May is Skin Cancer Awareness Month. As sailors, we may be exposed to the sun for hours at a time, on the deck of the boat on beaches and taking part in a host of other watersports available. Luckily skin cancer, although one of the most common cancers is also one of the easiest to prevent and when it is detected – highly treatable. Here are some sun-safe practices to prevent Skin Cancer.
Our sun offers many health benefits and a 15 minute sunbath in the early morning, before 10, or evening after 4 is a great way to create Vitamin D in our bodies. Vitamin D offers many health benefits. It aids in the absorption of calcium and magnesium for bone health, reduces inflammation, boosts the immune system and modulates cell growth among other benefits. Prolonged exposure, however, can be harmful and we should take care.
Prevention is better than cure
Before you set sail on your Mediterranean sailing holiday, here are some prevention guidelines from the Skin Cancer Foundation.
- Stay in the shade, especially between 10 and 4
- Avoid tanning and UV tanning bed
- Do not burn
- Cover up with clothing, including a hat and good sunglasses that block UV rays
- Use a sunscreen with an SPF of 15 or higher every day. The sun screen should block both UVA and UVB. While sailing or doing watersports, use a water-resistant sunscreen that is SPF of 30 or higher and re-apply often; or wear a UV blocking skinsuit.
- Keep newborn babies out of the sun and use sunscreen on babies over 6 months old
- Keep an eye on your skin, especially any moles or spots.
- Get a professional skin exam once a year
Burnt by the Sun
If you do happen to get burnt while sailing, there are few things you can do to treat sunburn:
- Immediately cool it down and get out of the sun. Carry on cooling the burn with cold compresses, without putting ice directly on the skin.
- Put moisturizing cream, that is not petroleum or oil-based, on while your skin is still damp
- Decrease Inflammation by taking anti-inflammatory medicine. Aloe Vera cream is a good product to pack on a sailing vacation, as it can soothe mild burns.
- Stay out of the sun
- Keep hydrated. Burns draw fluid away from the rest of your body to the skin’s surface.
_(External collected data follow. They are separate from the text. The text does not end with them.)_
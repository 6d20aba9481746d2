//! Platform-specific helpers.
//!
//! - [`clipboard`] - Clipboard access (external tools on Linux, else `arboard`)
//! - [`paths`] - Configuration, data and keypair locations

pub mod clipboard;
pub mod paths;

pub use clipboard::ClipboardManager;
pub use paths::AppPaths;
- See a doctor if - you have bad blistering over a large part of your body, you have a fever, or you become confused.
Repeated sunburns put you at risk for premature aging and skin cancer.
Keep a lookout
The three types of skin cancer are: basal cell carcinoma, squamous cell carcinoma, and melanoma. Each has many different appearances.
Knowing the early warning signs can put you one step ahead. Look for changes of any kind in your skin. In general, some things to look out for are:
- A skin growth that increases in size and appears pearly, translucent, tan, brown, black, or multicoloured.
- A mole, birthmark, beauty mark, or any brown spot that changes color, size, texture, is bigger than 6mm, appears after the age of 21
- A spot or sore that continues to itch, hurt, crust, scab, erode, or bleed should also be checked.
Do not ignore changes or suspicious spots and if you notice one or more of the warning signs, see a doctor right away.